Directions for this task →
In the listing below, print exactly the lines between the line holding "pub mod api;" and the line holding "the backend: URL", inclusive, and no more.

Task material →
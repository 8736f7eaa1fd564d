//! Business logic services.

pub mod auth;

pub use auth::{AuthError, AuthService, SignUpResult};
//! Domain models for the portal.

pub mod profile;
pub mod reading;
pub mod session;

pub use profile::Profile;
pub use reading::{NewReading, Reading, ReadingUpdate, ReadingWithOwner};
pub use session::{CurrentUser, keys as session_keys};
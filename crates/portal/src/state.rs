//! Application state shared across handlers.

use std::sync::Arc;
use std::time::Duration;

use moka::future::Cache;
use sqlx::PgPool;

use eyeopener_core::UserId;

use crate::config::PortalConfig;
use crate::supabase::SupabaseClient;

/// How long a resolved admin flag is trusted before the profile is re-read.
const ADMIN_FLAG_TTL: Duration = Duration::from_secs(60);

/// Application state shared across all handlers.
///
/// This struct is cheaply cloneable via `Arc` and provides access to
/// shared resources like the Supabase client and configuration.
#[derive(Clone)]
pub struct AppState {
    inner: Arc<AppStateInner>,
}

struct AppStateInner {
    config: PortalConfig,
    pool: PgPool,
    supabase: SupabaseClient,
    admin_flags: Cache<UserId, bool>,
}

impl AppState {
    /// Create a new application state.
    ///
    /// # Arguments
    ///
    /// * `config` - Portal configuration
    /// * `pool` - `PostgreSQL` pool for the session store and readiness probe
    #[must_use]
    pub fn new(config: PortalConfig, pool: PgPool) -> Self {
        let supabase = SupabaseClient::new(&config.supabase);
        let admin_flags = Cache::builder()
            .max_capacity(10_000)
            .time_to_live(ADMIN_FLAG_TTL)
            .build();

        Self {
            inner: Arc::new(AppStateInner {
                config,
                pool,
                supabase,
                admin_flags,
            }),
        }
    }

    /// Get a reference to the portal configuration.
    #[must_use]
    pub fn config(&self) -> &PortalConfig {
        &self.inner.config
    }

    /// Get a reference to the database connection pool.
    #[must_use]
    pub fn pool(&self) -> &PgPool {
        &self.inner.pool
    }

    /// Get a reference to the Supabase client.
    #[must_use]
    pub fn supabase(&self) -> &SupabaseClient {
        &self.inner.supabase
    }

    /// Per-user admin flags resolved from `profiles.role`.
    #[must_use]
    pub fn admin_flags(&self) -> &Cache<UserId, bool> {
        &self.inner.admin_flags
    }
}
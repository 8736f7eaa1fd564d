//! Reading types offered by the practice.

use core::fmt;

use serde::{Deserialize, Serialize};

/// Error returned when a string is not a known reading type.
#[derive(thiserror::Error, Debug, Clone, PartialEq, Eq)]
#[error("invalid reading type: {0}")]
pub struct ReadingTypeError(pub String);

/// The kind of consultation a reading records.
///
/// Stored as the Postgres enum `reading_type` with snake_case labels.
#[derive(Debug, Clone, Copy, PartialEq, Eq, Hash, Serialize, Deserialize)]
#[cfg_attr(feature = "postgres", derive(sqlx::Type))]
#[cfg_attr(
    feature = "postgres",
    sqlx(type_name = "reading_type", rename_all = "snake_case")
)]
#[serde(rename_all = "snake_case")]
pub enum ReadingType {
    Tarot,
    Astrology,
    Numerology,
    Palmistry,
    BoneReading,
    Cleansing,
}

impl ReadingType {
    /// Every type, in the order the admin form lists them.
    pub const ALL: [Self; 6] = [
        Self::Tarot,
        Self::Astrology,
        Self::Numerology,
        Self::Palmistry,
        Self::BoneReading,
        Self::Cleansing,
    ];

    /// Wire and database name.
    #[must_use]
    pub const fn as_str(self) -> &'static str {
        match self {
            Self::Tarot => "tarot",
            Self::Astrology => "astrology",
            Self::Numerology => "numerology",
            Self::Palmistry => "palmistry",
            Self::BoneReading => "bone_reading",
            Self::Cleansing => "cleansing",
        }
    }

    /// Human label for select options.
    #[must_use]
    pub const fn label(self) -> &'static str {
        match self {
            Self::Tarot => "Tarot",
            Self::Astrology => "Astrology",
            Self::Numerology => "Numerology",
            Self::Palmistry => "Palmistry",
            Self::BoneReading => "Bone Reading",
            Self::Cleansing => "Cleansing",
        }
    }

    /// Badge text: the wire name with its first underscore replaced by a space.
    #[must_use]
    pub fn badge_text(self) -> String {
        self.as_str().replacen('_', " ", 1)
    }

    /// CSS classes for the type badge.
    #[must_use]
    pub const fn badge_class(self) -> &'static str {
        match self {
            Self::Tarot => "bg-purple-500/20 text-purple-300",
            Self::Astrology => "bg-blue-500/20 text-blue-300",
            Self::Numerology => "bg-green-500/20 text-green-300",
            Self::Palmistry => "bg-yellow-500/20 text-yellow-300",
            Self::BoneReading => "bg-red-500/20 text-red-300",
            Self::Cleansing => "bg-indigo-500/20 text-indigo-300",
        }
    }
}

impl fmt::Display for ReadingType {
    fn fmt(&self, f: &mut fmt::Formatter<'_>) -> fmt::Result {
        f.write_str(self.as_str())
    }
}

impl std::str::FromStr for ReadingType {
    type Err = ReadingTypeError;

    fn from_str(s: &str) -> Result<Self, Self::Err> {
        let s = s.trim();
        Self::ALL
            .into_iter()
            .find(|t| t.as_str() == s)
            .ok_or_else(|| ReadingTypeError(s.to_owned()))
    }
}
//! Shared utilities and common types for the Jibu client SDK
//!
//! This crate provides common functionality used across the SDK crates:
//! - Configuration types
//! - Error codes and wire error shapes
//! - Utility functions (phone validation, OTP validation)

pub mod config;
pub mod errors;
pub mod utils;

// Re-export commonly used items at crate root
pub use config::ApiConfig;
pub use errors::{error_codes, ErrorBody, DEFAULT_ERROR_MESSAGE};
pub use utils::{phone, validation};
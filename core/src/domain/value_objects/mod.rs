//! Value objects for authentication responses

pub mod auth_tokens;

pub use auth_tokens::{AuthTokens, OtpReceipt};
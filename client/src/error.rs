//! Client error taxonomy

use thiserror::Error;

use jibu_core::ApiError;
use jibu_shared::errors::error_codes;

/// Failures surfaced by the API client and its services
///
/// Every failure path rejects; nothing is swallowed and nothing is retried
/// at this layer. `Unauthorized` is the only variant with a built-in side
/// effect (credential clear plus session-expired notification), performed
/// before the error is returned.
#[derive(Error, Debug)]
pub enum ClientError {
    /// The backend rejected the stored credentials (HTTP 401)
    #[error("unauthorized: session expired")]
    Unauthorized,

    /// Structured error reported by the backend for any other non-2xx response
    #[error("{0}")]
    Api(ApiError),

    /// Network or transport failure
    #[error("transport error: {0}")]
    Transport(#[from] reqwest::Error),

    /// Response body was not valid JSON, or did not match the expected shape
    #[error("failed to parse response body: {0}")]
    Parse(#[from] serde_json::Error),

    /// Phone number failed canonical validation; no request was issued
    #[error("invalid phone number: {phone}")]
    InvalidPhone { phone: String },

    /// One-time passcode failed validation; no request was issued
    #[error("invalid one-time passcode")]
    InvalidOtp,

    /// Client-side configuration problem
    #[error("configuration error: {0}")]
    Config(String),
}

impl ClientError {
    /// Stable error code for programmatic handling
    pub fn code(&self) -> &str {
        match self {
            ClientError::Unauthorized => error_codes::SESSION_EXPIRED,
            ClientError::Api(err) => &err.code,
            ClientError::Transport(_) => error_codes::TRANSPORT_ERROR,
            ClientError::Parse(_) => error_codes::PARSE_ERROR,
            ClientError::InvalidPhone { .. } => error_codes::INVALID_PHONE_FORMAT,
            ClientError::InvalidOtp => error_codes::INVALID_OTP,
            ClientError::Config(_) => error_codes::CONFIG_ERROR,
        }
    }

    /// The structured API error, when this failure carries one
    pub fn as_api_error(&self) -> Option<&ApiError> {
        match self {
            ClientError::Api(err) => Some(err),
            _ => None,
        }
    }
}

impl From<ApiError> for ClientError {
    fn from(err: ApiError) -> Self {
        ClientError::Api(err)
    }
}

#[cfg(test)]
mod tests {
    use super::*;

    #[test]
    fn test_codes() {
        assert_eq!(ClientError::Unauthorized.code(), "SESSION_EXPIRED");
        assert_eq!(
            ClientError::InvalidPhone {
                phone: "123".into()
            }
            .code(),
            "INVALID_PHONE_FORMAT"
        );
        let api = ClientError::Api(ApiError::new("m", "SOME_CODE", 400));
        assert_eq!(api.code(), "SOME_CODE");
    }

    #[test]
    fn test_as_api_error() {
        let err = ClientError::Api(ApiError::new("m", "C", 400));
        assert!(err.as_api_error().is_some());
        assert!(ClientError::Unauthorized.as_api_error().is_none());
    }
}
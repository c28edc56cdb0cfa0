//! Configuration module
//!
//! Configuration is organized into logical areas:
//! - `api` - Backend API endpoint configuration

pub mod api;

pub use api::ApiConfig;
//! Domain entities and value objects

pub mod entities;
pub mod value_objects;

pub use entities::{Chat, ChatMessage, Conversation};
pub use value_objects::{AuthTokens, OtpReceipt};
//! Authenticated API client
//!
//! Single choke point for every outbound call to the backend: URL
//! construction, bearer-token header injection, JSON/form execution,
//! response parsing, error normalization, and session-expiry handling.

use std::sync::{Arc, RwLock};
use std::time::Duration;

use reqwest::header::{HeaderMap, HeaderValue, AUTHORIZATION, CONTENT_TYPE};
use reqwest::{Method, StatusCode};
use serde::de::DeserializeOwned;
use serde::Serialize;
use tracing::{debug, error, warn};

use jibu_core::{ApiError, CredentialStore, SessionListener};
use jibu_shared::errors::ErrorBody;
use jibu_shared::ApiConfig;

use crate::error::ClientError;
use crate::http::RequestOptions;

const JSON_CONTENT_TYPE: &str = "application/json";
const FORM_CONTENT_TYPE: &str = "application/x-www-form-urlencoded";

/// HTTP client for the Jibu chat backend
///
/// The credential store is injected so token lifecycle stays testable; on a
/// 401 response the client clears the store, notifies registered
/// [`SessionListener`]s exactly once, and fails with
/// [`ClientError::Unauthorized`]. All other failures are reported upward
/// without side effects, and nothing is retried at this layer.
pub struct ApiClient {
    http: reqwest::Client,
    base_url: String,
    credentials: Arc<dyn CredentialStore>,
    listeners: RwLock<Vec<Arc<dyn SessionListener>>>,
}

impl ApiClient {
    /// Create a new API client
    ///
    /// Trailing slashes are trimmed from the configured base URL up front to
    /// prevent double-slash issues when joining endpoint paths.
    pub fn new(
        config: ApiConfig,
        credentials: Arc<dyn CredentialStore>,
    ) -> Result<Self, ClientError> {
        if !config.is_valid() {
            return Err(ClientError::Config(format!(
                "base URL must use http or https: {}",
                config.base_url
            )));
        }

        let http = reqwest::Client::builder()
            .timeout(Duration::from_secs(config.timeout_secs))
            .build()?;

        Ok(Self {
            http,
            base_url: config.base_url.trim_end_matches('/').to_string(),
            credentials,
            listeners: RwLock::new(Vec::new()),
        })
    }

    /// Register an observer for session expiry
    ///
    /// Listeners are notified exactly once per unauthorized response, after
    /// the credential store has been cleared.
    pub fn add_session_listener(&self, listener: Arc<dyn SessionListener>) {
        self.listeners
            .write()
            .expect("session listener lock poisoned")
            .push(listener);
    }

    /// Build a full URL by joining the base URL with an endpoint path
    ///
    /// Exactly one leading slash is stripped from `path`, so
    /// `build_url("test")` and `build_url("/test")` are identical.
    pub fn build_url(&self, path: &str) -> String {
        let path = path.strip_prefix('/').unwrap_or(path);
        format!("{}/{}", self.base_url, path)
    }

    /// Build the default header set for a request
    ///
    /// Contains `Content-Type: application/json`, an
    /// `Authorization: Bearer <token>` entry iff a token is currently
    /// stored (no empty header otherwise), and `extra` merged on top with
    /// extra keys overriding defaults.
    pub fn auth_headers(&self, extra: Option<&HeaderMap>) -> HeaderMap {
        let mut headers = HeaderMap::new();
        headers.insert(CONTENT_TYPE, HeaderValue::from_static(JSON_CONTENT_TYPE));

        if let Some(token) = self.credentials.get() {
            match HeaderValue::from_str(&format!("Bearer {token}")) {
                Ok(value) => {
                    headers.insert(AUTHORIZATION, value);
                }
                Err(_) => {
                    // A token that cannot form a header is unusable anyway
                    warn!("stored token contains invalid header characters, skipping");
                }
            }
        }

        if let Some(extra) = extra {
            for (name, value) in extra {
                headers.insert(name.clone(), value.clone());
            }
        }

        headers
    }

    /// Perform a JSON request against the backend
    ///
    /// The response body is always parsed as JSON. Non-2xx statuses are
    /// normalized into [`ApiError`] with documented fallbacks; a 401 clears
    /// the credential store and notifies session listeners before any body
    /// handling. Transport and parse failures are logged and propagated
    /// as-is.
    pub async fn request<T: DeserializeOwned>(
        &self,
        method: Method,
        path: &str,
        options: RequestOptions,
    ) -> Result<T, ClientError> {
        let url = self.build_url(path);
        let headers = self.auth_headers(Some(&options.headers));

        debug!(%method, url = %url, "sending API request");

        let mut builder = self.http.request(method, &url).headers(headers);
        if let Some(body) = &options.body {
            builder = builder.json(body);
        }

        let response = builder.send().await.map_err(|err| {
            error!(url = %url, error = %err, "API request failed");
            ClientError::Transport(err)
        })?;

        self.process_response(&url, response).await
    }

    /// Perform a URL-encoded form request against the backend
    ///
    /// Identical contract to [`ApiClient::request`], except the body is
    /// form-encoded from `fields` (order preserved) and the method defaults
    /// to POST when `options` does not override it.
    pub async fn request_form<T: DeserializeOwned>(
        &self,
        path: &str,
        fields: &[(&str, &str)],
        options: RequestOptions,
    ) -> Result<T, ClientError> {
        let url = self.build_url(path);
        let method = options.method.clone().unwrap_or(Method::POST);

        let mut headers = self.auth_headers(None);
        headers.insert(CONTENT_TYPE, HeaderValue::from_static(FORM_CONTENT_TYPE));
        for (name, value) in &options.headers {
            headers.insert(name.clone(), value.clone());
        }

        debug!(%method, url = %url, "sending form API request");

        let response = self
            .http
            .request(method, &url)
            .headers(headers)
            .form(fields)
            .send()
            .await
            .map_err(|err| {
                error!(url = %url, error = %err, "API request failed");
                ClientError::Transport(err)
            })?;

        self.process_response(&url, response).await
    }

    /// GET a JSON resource
    pub async fn get<T: DeserializeOwned>(&self, path: &str) -> Result<T, ClientError> {
        self.request(Method::GET, path, RequestOptions::new()).await
    }

    /// POST a JSON payload
    pub async fn post<T: DeserializeOwned, B: Serialize>(
        &self,
        path: &str,
        body: &B,
    ) -> Result<T, ClientError> {
        self.request(Method::POST, path, RequestOptions::new().with_json(body)?)
            .await
    }

    /// PUT a JSON payload
    pub async fn put<T: DeserializeOwned, B: Serialize>(
        &self,
        path: &str,
        body: &B,
    ) -> Result<T, ClientError> {
        self.request(Method::PUT, path, RequestOptions::new().with_json(body)?)
            .await
    }

    /// POST a URL-encoded form
    pub async fn post_form<T: DeserializeOwned>(
        &self,
        path: &str,
        fields: &[(&str, &str)],
    ) -> Result<T, ClientError> {
        self.request_form(path, fields, RequestOptions::new()).await
    }

    async fn process_response<T: DeserializeOwned>(
        &self,
        url: &str,
        response: reqwest::Response,
    ) -> Result<T, ClientError> {
        let status = response.status();

        // Session expiry is handled before any body parsing, and regardless
        // of whether the body is parseable at all.
        if status == StatusCode::UNAUTHORIZED {
            warn!(url = %url, "unauthorized response, discarding session");
            self.credentials.clear();
            self.notify_session_expired();
            return Err(ClientError::Unauthorized);
        }

        let text = response.text().await.map_err(|err| {
            error!(url = %url, error = %err, "failed to read response body");
            ClientError::Transport(err)
        })?;

        let value: serde_json::Value = serde_json::from_str(&text).map_err(|err| {
            error!(url = %url, error = %err, "response body is not valid JSON");
            ClientError::Parse(err)
        })?;

        if !status.is_success() {
            let api_error = ApiError::from_body(status.as_u16(), ErrorBody::from_value(&value));
            debug!(url = %url, code = %api_error.code, status = api_error.status, "API error response");
            return Err(ClientError::Api(api_error));
        }

        serde_json::from_value(value).map_err(|err| {
            error!(url = %url, error = %err, "response body did not match expected shape");
            ClientError::Parse(err)
        })
    }

    fn notify_session_expired(&self) {
        let listeners = self
            .listeners
            .read()
            .expect("session listener lock poisoned");
        for listener in listeners.iter() {
            listener.on_session_expired();
        }
    }
}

Expected output →
pub mod api;

pub use api::ApiConfig;
//! Domain entities and value objects

pub mod entities;
pub mod value_objects;

pub use entities::{Chat, ChatMessage, Conversation};
pub use value_objects::{AuthTokens, OtpReceipt};
//! Authenticated API client
//!
//! Single choke point for every outbound call to the backend: URL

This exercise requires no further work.